Progressive neurodegeneration and decline of cognitive functions are major hallmarks of Alzheimer disease (AD). Neurodegeneration in AD correlates with dysfunction of diverse signal transduction mechanisms, such as the G-protein-stimulated phosphoinositide hydrolysis mediated by G alpha(q/11). We report here that impaired G alpha(q/11)-stimulated signaling in brains of AD patients and mice correlated with the appearance of crosslinked oligomeric angiotensin II AT(2) receptors sequestering G alpha(q/11). Amyloid beta (A beta) was causal to AT(2) oligomerization, because cerebral microinjection of A beta triggered AT(2) oligomerization in the hippocampus of mice in a dose- dependent manner.
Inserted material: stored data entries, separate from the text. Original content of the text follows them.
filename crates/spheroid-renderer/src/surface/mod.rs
//! Output surfaces the renderer paints into.

mod canvas;

pub use canvas::*;

use spheroid_common::{Color, Size};

/// A mutable 2D pixel surface.
///
/// The renderer reads [`DrawSurface::size`] at the start of every frame,
/// so implementations may change size between frames.
pub trait DrawSurface {
    fn size(&self) -> Size;

    /// Paint every pixel with `color`.
    fn clear(&mut self, color: Color);

    /// Fill a closed polygon with `fill`, then outline it with `stroke`.
    fn fill_polygon(&mut self, points: &[[f64; 2]], fill: Color, stroke: Color);
}
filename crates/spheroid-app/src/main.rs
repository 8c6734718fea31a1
mod app;
mod cli;
mod controls;
mod headless;
mod terminal;

use std::fs::OpenOptions;
use std::path::PathBuf;
use std::sync::Mutex;

use spheroid_common::{ConfigError, Result, SpheroidError};
use spheroid_config::{toml_loader, validation, SpheroidConfig};
use tracing_subscriber::EnvFilter;

use crate::app::App;
use crate::cli::Args;

/// Load the config named on the command line, or the platform default.
///
/// Failures fall back to defaults; the error is returned so it can be
/// logged once logging is up.
fn load_config(args: &Args) -> (SpheroidConfig, Option<ConfigError>) {
    let loaded = match &args.config {
        Some(path) => toml_loader::load_from_path(path)
            .and_then(|config| validation::validate(&config).map(|()| config)),
        None => spheroid_config::load_config(),
    };
    match loaded {
        Ok(config) => (config, None),
        Err(e) => (SpheroidConfig::default(), Some(e)),
    }
}

fn init_logging(args: &Args, config: &SpheroidConfig) {
    let directive = args
        .log_level
        .as_deref()
        .unwrap_or(config.logging.level.directive());
    let filter = || {
        EnvFilter::try_from_default_env().unwrap_or_else(|_| EnvFilter::new(directive))
    };

    if let Some(path) = &config.logging.file {
        match OpenOptions::new().create(true).append(true).open(path) {
            Ok(file) => {
                tracing_subscriber::fmt()
                    .with_env_filter(filter())
                    .with_ansi(false)
                    .with_writer(Mutex::new(file))
                    .init();
                return;
            }
            Err(e) => eprintln!("cannot open log file {path}: {e}"),
        }
    }

    if args.interactive() {
        // The terminal UI owns the screen; without a log file, logs are dropped.
        tracing_subscriber::fmt()
            .with_env_filter(filter())
            .with_writer(std::io::sink)
            .init();
    } else {
        tracing_subscriber::fmt()
            .with_env_filter(filter())
            .with_writer(std::io::stderr)
            .init();
    }
}

fn write_default_config(path: Option<PathBuf>) -> Result<()> {
    let path = match path {
        Some(path) => path,
        None => toml_loader::default_config_path()?,
    };
    spheroid_config::save_config_to_path(&SpheroidConfig::default(), &path)?;
    println!("wrote {}", path.display());
    Ok(())
}

fn run(args: Args) -> Result<()> {
    if args.write_default_config {
        return write_default_config(args.config);
    }

    let (config, load_error) = load_config(&args);
    init_logging(&args, &config);
    tracing::info!("Spheroid v{} starting...", env!("CARGO_PKG_VERSION"));
    if let Some(e) = load_error {
        tracing::warn!("Config load failed, using defaults: {e}");
    }

    let mut app = App::new(config, args.preset.as_deref())?.with_config_path(args.config.clone());

    if args.print_modes {
        let json = serde_json::to_string_pretty(&app.deformer().mode_info())
            .map_err(|e| SpheroidError::Other(format!("failed to serialize modes: {e}")))?;
        println!("{json}");
        return Ok(());
    }
    if let Some(name) = &args.print_preset {
        let preset = app
            .presets()
            .get(name)
            .ok_or_else(|| SpheroidError::Other(format!("unknown preset {name:?}")))?;
        println!("{}", preset.to_json());
        return Ok(());
    }

    if args.headless {
        let summary = headless::run(&mut app, args.frames)?;
        println!(
            "{} frames, {} triangles drawn, {} culled, {:.2} ms/frame",
            summary.frames, summary.drawn, summary.culled, summary.avg_frame_ms
        );
        return Ok(());
    }

    terminal::run(&mut app)?;
    tracing::info!("Shutdown complete");
    Ok(())
}

fn main() {
    let args = cli::parse();
    if let Err(e) = run(args) {
        tracing::error!("{e}");
        eprintln!("spheroid: {e}");
        std::process::exit(1);
    }
}
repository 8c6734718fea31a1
//! Software renderer for deformed sphere meshes.
//!
//! [`Renderer::draw`] turns the current [`spheroid_deform::ShapeDeformer`]
//! state into a lit, back-to-front sorted triangle list and paints it onto
//! any [`DrawSurface`]. There is no depth buffer: backface culling plus
//! painter's ordering handle occlusion.

pub mod camera;
pub mod perf;
pub mod renderer;
pub mod shading;
pub mod surface;
pub mod transform;
pub mod triangle;

pub use camera::{camera_angle, OrbitCamera};
pub use perf::FrameTimer;
pub use renderer::{FrameParams, FrameStats, Renderer};
pub use shading::{palette, Light};
pub use surface::{DrawSurface, PixelCanvas};
pub use transform::{Projection, Rotation};
pub use triangle::Triangle;
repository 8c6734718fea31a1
//! TOML config file loading and creation.

mod loader;
mod paths;
mod template;


pub use loader::{load_default, load_from_path};
pub use paths::{create_default_config, default_config_path};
A beta induced AT(2) oligomerization by a two-step process of oxidative and transglutaminase-dependent cross-linking. The induction of AT(2) oligomers in a transgenic mouse model with AD-like symptoms was associated with G alpha(q/11) dysfunction and enhanced neurodegeneration. Vice versa, stereotactic inhibition of AT(2) oligomers by RNA interference prevented the impairment of G alpha(q/11) and delayed Tau phosphorylation. Thus, A beta induces the formation of cross-linked AT(2) oligomers that contribute to the dysfunction of G alpha(q/11) in an animal model of Alzheimer disease.